Friday, February 18, 2011

Prescient spam

I work in area X. I recently wrote a paper on area X_1, and submitted it to a conference. It was rejected. So I revised it and resubmitted it to a more topic-relevant conference, and it is currently under review. There is absolutely nothing in the public sphere indicating that I have done work in field X_1 that I am aware of.

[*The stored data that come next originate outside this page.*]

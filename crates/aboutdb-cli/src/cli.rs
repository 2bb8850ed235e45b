use std::path::PathBuf;

use clap::{Args, Parser, Subcommand};

#[derive(Parser)]
#[command(
    name = "aboutdb",
    about = "AboutDB: embedded object store with secondary indexes",
    version,
)]
pub struct Cli {
    #[command(subcommand)]
    pub command: Command,

    /// Log every store operation
    #[arg(short, long, global = true)]
    pub verbose: bool,

    #[arg(long, global = true, default_value = "text")]
    pub format: OutputFormat,

    /// TOML store configuration
    #[arg(short, long, global = true)]
    pub config: Option<PathBuf>,
}

#[derive(Clone, Copy, Debug, PartialEq, Eq, clap::ValueEnum)]
pub enum OutputFormat {
    Text,
    Json,
}

#[derive(Subcommand)]
pub enum Command {
    /// Build the sample Entry/Variant dataset and show reads and lookups
    Demo,
    /// Execute a script of index/store/link/get/delete/lookup statements
    Run(RunArgs),
}

#[derive(Args)]
pub struct RunArgs {
    /// Script file, one statement per line
    pub script: PathBuf,
}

Today I got a spammy email from one of those shady journals that spams anyone who ever published something in IEEE Xplore or the ACM Digital Library, saying:
Dear Dr. FCS,      // Not a bad start, calling me "Dr." instead of "Ms." (or "Mr.")
Our Journal of X has a special issue coming up on X_1. Given your expertise in this area we would like to invite you to submit something. 
Sincerely,
Editor in Chief of Shady Journal
Mostly I am fascinated that they somehow know I am working in area X_1. Looking at the editorial board of the shady journal and the PC of the two conferences this paper has been seen by, I see no obvious overlap.

The funny thing is, this journal never spams me on areas of X_2, X_3, or X_4 (none of which I work in, but they publish in), so this is fairly deliberate spam.

So how did they know about my new professional foray? Clearly this is evidence that they are psychic. Or one of my reviewers blabbed. I'd say it's a 50/50 probability of either.